3. What made prosecutors seek long prison sentences for the veterans?

4. What funds did Valery Radchikov, Mikhail Likhodei and Sergei Trakhirov run?

5. What did the two funds fight over?

6. Why were they rivals?

7. Why did the government have to end the import privileges handed out to the funds previously?




A military court Friday acquitted three Afghan war veterans accused of killing 14 people in the Kotlyakovskoye cemetery blast in a case highlighting police use of force and intimidation to wrest false confessions.

In the verdict, Judge Vladimir Serdyukov said former paratroopers Andrei Anokhin and Mikhail Smurov were driven by “fear for their lives and the lives of their relatives” when they falsely confessed to carrying out the bombing November 10, 1996.

The judge also said the details of their confessions were not substantiated by evidence.
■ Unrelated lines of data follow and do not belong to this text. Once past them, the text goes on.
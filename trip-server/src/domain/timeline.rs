//! Timeline representation of routes.
//!
//! A [`RouteOption`] is the same route as a [`super::Route`], anchored to
//! absolute departure and arrival instants, with per-mode details attached
//! to every step.

use chrono::{DateTime, Utc};
use serde::{Deserialize, Serialize};

use super::{Coordinate, RouteType, TravelMode};

/// Kind of bus service.
#[derive(Debug, Clone, Copy, PartialEq, Eq, Serialize, Deserialize)]
#[serde(rename_all = "lowercase")]
pub enum BusType {
    Express,
    Regular,
    Local,
}

/// Intercity train class.
#[derive(Debug, Clone, Copy, PartialEq, Eq, Serialize, Deserialize)]
pub enum TrainType {
    #[serde(rename = "KTX")]
    Ktx,
    #[serde(rename = "ITX")]
    Itx,
    Mugunghwa,
}

#[derive(Debug, Clone, Copy, PartialEq, Eq, Serialize, Deserialize)]
#[serde(rename_all = "lowercase")]
pub enum SeatType {
    Standard,
    First,
}

/// Mode-specific details of a timeline step.
#[derive(Debug, Clone, PartialEq, Serialize, Deserialize)]
#[serde(tag = "type", rename_all = "lowercase", rename_all_fields = "camelCase")]
pub enum StepDetails {
    Walk {
        instruction: String,
    },
    Subway {
        line: String,
        stops: u32,
        fare: u32,
        express: bool,
    },
    Bus {
        bus_number: String,
        stops: u32,
        fare: u32,
        bus_type: BusType,
    },
    Train {
        train_type: TrainType,
        train_number: String,
        fare: u32,
        seat_type: SeatType,
    },
}

impl StepDetails {
    /// Fare charged for this step; `None` for walking.
    pub fn fare(&self) -> Option<u32> {
        match self {
            StepDetails::Walk { .. } => None,
            StepDetails::Subway { fare, .. }
            | StepDetails::Bus { fare, .. }
            | StepDetails::Train { fare, .. } => Some(*fare),
        }
    }

    /// The travel mode these details describe.
    pub fn mode(&self) -> TravelMode {
        match self {
            StepDetails::Walk { .. } => TravelMode::Walk,
            StepDetails::Subway { .. } => TravelMode::Subway,
            StepDetails::Bus { .. } => TravelMode::Bus,
            StepDetails::Train { .. } => TravelMode::Train,
        }
    }
}

/// A named endpoint of a timeline step.
#[derive(Debug, Clone, PartialEq, Serialize, Deserialize)]
pub struct StepPlace {
    pub name: String,
    pub location: Coordinate,
}

impl From<&Coordinate> for StepPlace {
    fn from(location: &Coordinate) -> Self {
        Self {
            name: location.display_name(),
            location: location.clone(),
        }
    }
}

/// One step of a route on the timeline.
#[derive(Debug, Clone, PartialEq, Serialize, Deserialize)]
pub struct TransitStep {
    pub mode: TravelMode,
    pub from: StepPlace,
    pub to: StepPlace,
    /// Minutes
    pub duration: u32,
    /// Meters
    pub distance: u32,
    pub details: StepDetails,
}

/// A route anchored in time for timeline display.
#[derive(Debug, Clone, PartialEq, Serialize, Deserialize)]
#[serde(rename_all = "camelCase")]
pub struct RouteOption {
    pub id: String,
    #[serde(rename = "type")]
    pub route_type: RouteType,
    pub total_duration: u32,
    pub total_cost: u32,
    pub total_distance: u32,
    pub departure_time: DateTime<Utc>,
    pub arrival_time: DateTime<Utc>,
    pub steps: Vec<TransitStep>,
}

impl RouteOption {
    /// Minutes between departure and arrival.
    pub fn timeline_minutes(&self) -> i64 {
        self.arrival_time
            .signed_duration_since(self.departure_time)
            .num_minutes()
    }
}

#[cfg(test)]
mod tests {
    use super::*;

    #[test]
    fn details_tagged_by_type() {
        let bus = StepDetails::Bus {
            bus_number: "146".into(),
            stops: 3,
            fare: 1400,
            bus_type: BusType::Regular,
        };
        let json = serde_json::to_value(&bus).unwrap();
        assert_eq!(json["type"], "bus");
        assert_eq!(json["busNumber"], "146");
        assert_eq!(json["busType"], "regular");

        let train = StepDetails::Train {
            train_type: TrainType::Ktx,
            train_number: "KTX-101".into(),
            fare: 32500,
            seat_type: SeatType::Standard,
        };
        let json = serde_json::to_value(&train).unwrap();
        assert_eq!(json["type"], "train");
        assert_eq!(json["trainType"], "KTX");
        assert_eq!(json["seatType"], "standard");
    }

    #[test]
    fn details_deserialize() {
        let json = r#"{"type":"subway","line":"2호선","stops":4,"fare":1400,"express":false}"#;
        let details: StepDetails = serde_json::from_str(json).unwrap();
        assert_eq!(
            details,
            StepDetails::Subway {
                line: "2호선".into(),
                stops: 4,
                fare: 1400,
                express: false,
            }
        );
        assert_eq!(details.mode(), TravelMode::Subway);
    }

    #[test]
    fn fare_by_variant() {
        let walk = StepDetails::Walk {
            instruction: "walk".into(),
        };
        assert_eq!(walk.fare(), None);

        let subway = StepDetails::Subway {
            line: "1호선".into(),
            stops: 1,
            fare: 1400,
            express: false,
        };
        assert_eq!(subway.fare(), Some(1400));
    }

    #[test]
    fn step_place_uses_display_name() {
        let c = Coordinate::new(37.0, 127.0).with_address("서울특별시");
        let place = StepPlace::from(&c);
        assert_eq!(place.name, "서울특별시");
        assert_eq!(place.location, c);
    }
}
The two veterans and the third defendant, Valery Radchikov, were released Friday after almost three years in jail.

In their confessions, which were written the same day but in different police cells, Anokhin and Smurov said Radchikov paid them $60,000 to kill his rival, Sergei Trakhirov.

Once out of police hands and on trial, Anokhin and Smurov retracted their statements, saying they had been drugged, threatened with rape and beaten by police detectives.

Analysis of the physical evidence substantiated their claims that the confessions were false the judge said.

Valery Radchikov, who lost both legs in Afghanistan, said he may file suit against the officers of the Interior Ministry and Prosecutor General's Office who linked him, Anokhin and Smurov to the bombing and kept them in custody for almost three years [23].




1. What did the Kotlyakovskoye cemetery blast case highlight?

2. Do you believe police used force and intimidation to wrest false confessions?

3. Why do you think Anokhin and Smurov confessed to carrying out the bombing?

4. Do you agree that all the confessions must be always substantiated by evidence?

5. Why did the defendants spend almost three years in jail?

6. What means did police use to wrest false confessions?

7. Do you believe the organizers of the blast will be found?